_Work task_: With the entries below as the source, tally the lines that contain the string "sync" and give the number only.

*** Opening Data extracts ***

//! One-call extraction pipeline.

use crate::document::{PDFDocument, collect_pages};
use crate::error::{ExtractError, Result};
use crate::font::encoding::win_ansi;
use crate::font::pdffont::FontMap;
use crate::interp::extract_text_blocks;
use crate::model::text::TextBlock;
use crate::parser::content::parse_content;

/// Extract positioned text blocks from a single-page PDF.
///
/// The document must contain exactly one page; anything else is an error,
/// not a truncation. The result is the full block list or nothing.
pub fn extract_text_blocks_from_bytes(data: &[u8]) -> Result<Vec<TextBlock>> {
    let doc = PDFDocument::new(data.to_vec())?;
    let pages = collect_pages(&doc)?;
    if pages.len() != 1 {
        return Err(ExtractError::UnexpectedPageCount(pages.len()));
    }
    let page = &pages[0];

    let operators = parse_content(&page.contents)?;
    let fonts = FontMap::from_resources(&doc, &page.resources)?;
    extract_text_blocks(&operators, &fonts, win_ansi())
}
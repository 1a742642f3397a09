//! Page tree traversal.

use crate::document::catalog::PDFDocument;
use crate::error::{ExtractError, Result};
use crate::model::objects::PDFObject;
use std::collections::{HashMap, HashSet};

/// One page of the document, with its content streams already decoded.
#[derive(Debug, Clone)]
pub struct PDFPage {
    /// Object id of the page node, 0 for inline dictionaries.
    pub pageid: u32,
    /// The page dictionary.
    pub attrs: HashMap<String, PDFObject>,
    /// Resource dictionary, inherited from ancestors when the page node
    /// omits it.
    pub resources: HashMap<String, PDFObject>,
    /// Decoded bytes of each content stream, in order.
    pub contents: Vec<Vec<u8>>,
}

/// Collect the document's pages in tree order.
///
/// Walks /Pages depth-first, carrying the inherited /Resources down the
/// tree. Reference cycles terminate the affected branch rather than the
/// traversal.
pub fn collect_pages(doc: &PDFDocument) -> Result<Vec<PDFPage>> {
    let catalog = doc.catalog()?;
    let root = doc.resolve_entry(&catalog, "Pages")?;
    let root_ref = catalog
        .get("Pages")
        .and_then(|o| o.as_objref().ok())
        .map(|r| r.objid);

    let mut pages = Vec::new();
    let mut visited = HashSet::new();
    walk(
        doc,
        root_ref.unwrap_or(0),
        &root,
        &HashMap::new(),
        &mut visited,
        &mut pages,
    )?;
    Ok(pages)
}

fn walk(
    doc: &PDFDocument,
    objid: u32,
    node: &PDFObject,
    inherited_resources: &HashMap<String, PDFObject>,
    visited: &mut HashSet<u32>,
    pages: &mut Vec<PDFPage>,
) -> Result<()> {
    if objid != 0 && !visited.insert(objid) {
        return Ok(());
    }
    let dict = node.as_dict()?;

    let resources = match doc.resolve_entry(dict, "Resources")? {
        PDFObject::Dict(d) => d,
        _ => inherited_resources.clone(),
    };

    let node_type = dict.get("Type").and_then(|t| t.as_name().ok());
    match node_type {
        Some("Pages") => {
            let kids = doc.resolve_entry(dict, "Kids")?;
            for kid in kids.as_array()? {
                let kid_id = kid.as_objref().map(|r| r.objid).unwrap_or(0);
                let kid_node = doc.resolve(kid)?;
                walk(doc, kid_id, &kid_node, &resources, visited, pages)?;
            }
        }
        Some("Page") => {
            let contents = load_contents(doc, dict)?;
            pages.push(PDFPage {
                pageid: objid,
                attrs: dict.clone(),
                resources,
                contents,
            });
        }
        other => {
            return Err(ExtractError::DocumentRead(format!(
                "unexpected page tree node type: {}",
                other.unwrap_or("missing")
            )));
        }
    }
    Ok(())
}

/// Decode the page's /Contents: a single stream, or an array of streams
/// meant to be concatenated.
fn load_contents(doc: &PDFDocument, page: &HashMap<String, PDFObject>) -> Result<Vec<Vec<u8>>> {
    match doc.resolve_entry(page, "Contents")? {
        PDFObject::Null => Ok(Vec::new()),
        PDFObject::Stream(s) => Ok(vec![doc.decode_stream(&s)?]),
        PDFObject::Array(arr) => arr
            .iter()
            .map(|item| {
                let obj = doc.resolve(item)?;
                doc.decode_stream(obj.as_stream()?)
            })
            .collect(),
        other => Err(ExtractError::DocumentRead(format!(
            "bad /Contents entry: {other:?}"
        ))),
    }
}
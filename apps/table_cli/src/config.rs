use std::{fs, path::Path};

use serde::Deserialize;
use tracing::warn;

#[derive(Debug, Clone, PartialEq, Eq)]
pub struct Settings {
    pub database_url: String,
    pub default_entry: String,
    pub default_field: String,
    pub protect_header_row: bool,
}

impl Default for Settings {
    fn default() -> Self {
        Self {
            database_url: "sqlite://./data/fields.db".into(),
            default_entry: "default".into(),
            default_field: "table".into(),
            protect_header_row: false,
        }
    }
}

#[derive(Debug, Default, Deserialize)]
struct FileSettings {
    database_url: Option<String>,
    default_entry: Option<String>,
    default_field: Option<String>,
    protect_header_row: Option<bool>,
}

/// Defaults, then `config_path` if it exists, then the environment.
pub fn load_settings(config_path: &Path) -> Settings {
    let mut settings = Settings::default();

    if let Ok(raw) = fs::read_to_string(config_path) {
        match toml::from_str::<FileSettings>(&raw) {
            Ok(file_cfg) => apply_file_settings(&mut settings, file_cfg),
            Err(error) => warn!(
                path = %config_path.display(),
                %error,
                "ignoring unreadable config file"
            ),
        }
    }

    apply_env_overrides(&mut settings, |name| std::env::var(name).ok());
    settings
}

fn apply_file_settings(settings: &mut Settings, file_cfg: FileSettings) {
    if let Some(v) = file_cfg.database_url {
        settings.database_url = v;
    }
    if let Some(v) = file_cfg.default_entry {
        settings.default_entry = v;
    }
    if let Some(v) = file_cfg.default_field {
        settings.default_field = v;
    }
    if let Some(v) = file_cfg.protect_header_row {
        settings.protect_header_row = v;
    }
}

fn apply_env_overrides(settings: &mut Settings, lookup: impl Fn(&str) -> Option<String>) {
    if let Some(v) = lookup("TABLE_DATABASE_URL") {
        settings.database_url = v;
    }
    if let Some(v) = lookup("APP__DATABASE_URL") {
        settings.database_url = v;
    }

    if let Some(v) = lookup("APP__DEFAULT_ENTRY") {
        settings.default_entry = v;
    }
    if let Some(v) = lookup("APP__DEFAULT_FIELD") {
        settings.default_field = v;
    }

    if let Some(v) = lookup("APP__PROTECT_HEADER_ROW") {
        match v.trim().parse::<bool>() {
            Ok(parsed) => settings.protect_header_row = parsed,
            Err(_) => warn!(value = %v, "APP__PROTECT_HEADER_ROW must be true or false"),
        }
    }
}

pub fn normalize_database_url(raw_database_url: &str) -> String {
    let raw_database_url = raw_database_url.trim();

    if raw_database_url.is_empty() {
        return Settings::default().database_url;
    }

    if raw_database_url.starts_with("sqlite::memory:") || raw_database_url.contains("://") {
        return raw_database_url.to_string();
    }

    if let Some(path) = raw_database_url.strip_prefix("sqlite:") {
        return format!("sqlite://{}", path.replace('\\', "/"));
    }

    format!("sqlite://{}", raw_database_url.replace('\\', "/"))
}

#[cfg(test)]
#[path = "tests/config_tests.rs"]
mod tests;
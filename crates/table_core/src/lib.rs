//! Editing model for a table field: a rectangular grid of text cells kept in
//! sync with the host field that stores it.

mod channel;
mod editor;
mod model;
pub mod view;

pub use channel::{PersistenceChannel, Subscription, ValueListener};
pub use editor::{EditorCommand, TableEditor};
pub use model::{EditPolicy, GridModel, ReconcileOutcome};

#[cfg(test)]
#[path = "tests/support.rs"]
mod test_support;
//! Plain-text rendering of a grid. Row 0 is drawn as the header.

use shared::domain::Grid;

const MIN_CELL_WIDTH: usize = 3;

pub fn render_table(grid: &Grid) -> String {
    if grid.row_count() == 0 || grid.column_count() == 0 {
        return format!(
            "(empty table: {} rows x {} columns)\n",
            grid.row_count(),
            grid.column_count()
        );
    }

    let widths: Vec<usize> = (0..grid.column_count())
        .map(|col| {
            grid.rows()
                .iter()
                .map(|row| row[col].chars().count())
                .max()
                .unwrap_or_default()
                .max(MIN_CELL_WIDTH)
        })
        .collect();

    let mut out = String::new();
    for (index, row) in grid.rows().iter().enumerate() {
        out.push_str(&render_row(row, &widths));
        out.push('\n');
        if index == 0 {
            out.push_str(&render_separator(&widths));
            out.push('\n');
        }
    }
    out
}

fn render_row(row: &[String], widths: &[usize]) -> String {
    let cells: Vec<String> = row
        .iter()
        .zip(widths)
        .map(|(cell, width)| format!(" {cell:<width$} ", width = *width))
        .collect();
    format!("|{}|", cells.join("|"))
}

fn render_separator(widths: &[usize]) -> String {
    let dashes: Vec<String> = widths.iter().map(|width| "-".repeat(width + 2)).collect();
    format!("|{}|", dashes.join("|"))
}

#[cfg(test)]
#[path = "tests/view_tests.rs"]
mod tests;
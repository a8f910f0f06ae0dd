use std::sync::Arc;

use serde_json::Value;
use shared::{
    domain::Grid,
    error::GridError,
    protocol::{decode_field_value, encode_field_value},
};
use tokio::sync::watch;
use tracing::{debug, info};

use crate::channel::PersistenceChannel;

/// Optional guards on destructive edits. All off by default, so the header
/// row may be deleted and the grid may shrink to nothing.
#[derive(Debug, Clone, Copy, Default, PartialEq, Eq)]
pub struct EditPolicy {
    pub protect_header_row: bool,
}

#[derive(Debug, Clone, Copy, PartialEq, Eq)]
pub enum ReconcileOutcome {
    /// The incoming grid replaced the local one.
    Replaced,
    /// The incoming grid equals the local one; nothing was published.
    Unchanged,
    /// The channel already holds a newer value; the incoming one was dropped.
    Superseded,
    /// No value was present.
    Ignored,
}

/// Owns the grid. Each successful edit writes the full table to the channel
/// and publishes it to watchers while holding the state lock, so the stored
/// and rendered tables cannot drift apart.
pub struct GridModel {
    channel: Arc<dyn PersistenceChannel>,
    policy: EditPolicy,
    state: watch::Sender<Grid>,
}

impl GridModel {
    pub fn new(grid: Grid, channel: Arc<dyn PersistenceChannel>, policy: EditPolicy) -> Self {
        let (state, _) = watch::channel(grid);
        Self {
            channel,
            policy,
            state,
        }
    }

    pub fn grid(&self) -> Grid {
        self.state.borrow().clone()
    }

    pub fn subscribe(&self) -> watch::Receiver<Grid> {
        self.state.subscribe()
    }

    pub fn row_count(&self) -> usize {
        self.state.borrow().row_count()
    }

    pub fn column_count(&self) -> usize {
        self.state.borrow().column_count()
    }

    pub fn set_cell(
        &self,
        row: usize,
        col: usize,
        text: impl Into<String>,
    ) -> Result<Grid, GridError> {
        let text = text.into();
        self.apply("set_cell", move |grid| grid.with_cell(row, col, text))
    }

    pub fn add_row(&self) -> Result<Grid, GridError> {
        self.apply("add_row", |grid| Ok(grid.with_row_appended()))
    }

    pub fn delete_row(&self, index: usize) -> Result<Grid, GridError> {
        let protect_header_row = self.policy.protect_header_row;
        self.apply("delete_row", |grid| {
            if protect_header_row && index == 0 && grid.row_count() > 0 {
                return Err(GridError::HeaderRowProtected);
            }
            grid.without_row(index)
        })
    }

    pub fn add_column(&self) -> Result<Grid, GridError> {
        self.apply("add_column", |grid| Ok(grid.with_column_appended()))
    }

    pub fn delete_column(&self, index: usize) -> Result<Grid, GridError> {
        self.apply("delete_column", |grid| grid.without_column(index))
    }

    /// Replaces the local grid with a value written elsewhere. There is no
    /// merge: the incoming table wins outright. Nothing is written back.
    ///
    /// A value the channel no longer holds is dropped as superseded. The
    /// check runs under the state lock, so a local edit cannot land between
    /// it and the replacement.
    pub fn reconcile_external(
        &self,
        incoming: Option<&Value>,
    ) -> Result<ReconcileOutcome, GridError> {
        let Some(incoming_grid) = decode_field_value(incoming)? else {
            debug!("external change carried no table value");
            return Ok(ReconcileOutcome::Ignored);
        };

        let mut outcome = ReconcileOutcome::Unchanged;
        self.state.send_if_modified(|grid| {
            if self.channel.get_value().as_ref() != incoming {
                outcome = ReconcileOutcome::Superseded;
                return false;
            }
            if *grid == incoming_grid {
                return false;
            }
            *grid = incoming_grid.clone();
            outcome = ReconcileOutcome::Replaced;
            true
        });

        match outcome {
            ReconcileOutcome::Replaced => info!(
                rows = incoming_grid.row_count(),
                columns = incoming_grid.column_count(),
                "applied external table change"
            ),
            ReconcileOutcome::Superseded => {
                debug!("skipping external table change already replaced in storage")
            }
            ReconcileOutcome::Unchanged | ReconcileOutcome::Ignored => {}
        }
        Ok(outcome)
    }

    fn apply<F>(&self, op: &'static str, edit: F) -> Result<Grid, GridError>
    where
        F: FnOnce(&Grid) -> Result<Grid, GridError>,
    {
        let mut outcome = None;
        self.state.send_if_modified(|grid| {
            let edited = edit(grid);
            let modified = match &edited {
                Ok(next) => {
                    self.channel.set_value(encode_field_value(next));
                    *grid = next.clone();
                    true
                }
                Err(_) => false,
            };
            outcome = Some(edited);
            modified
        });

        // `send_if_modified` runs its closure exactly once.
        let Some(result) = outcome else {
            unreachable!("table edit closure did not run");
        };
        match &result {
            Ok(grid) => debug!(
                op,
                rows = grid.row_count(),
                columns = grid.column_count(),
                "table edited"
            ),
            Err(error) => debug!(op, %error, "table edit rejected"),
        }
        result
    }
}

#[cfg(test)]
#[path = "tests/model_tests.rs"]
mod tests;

*** Closing Data extracts ***

_Completed exercise_: 3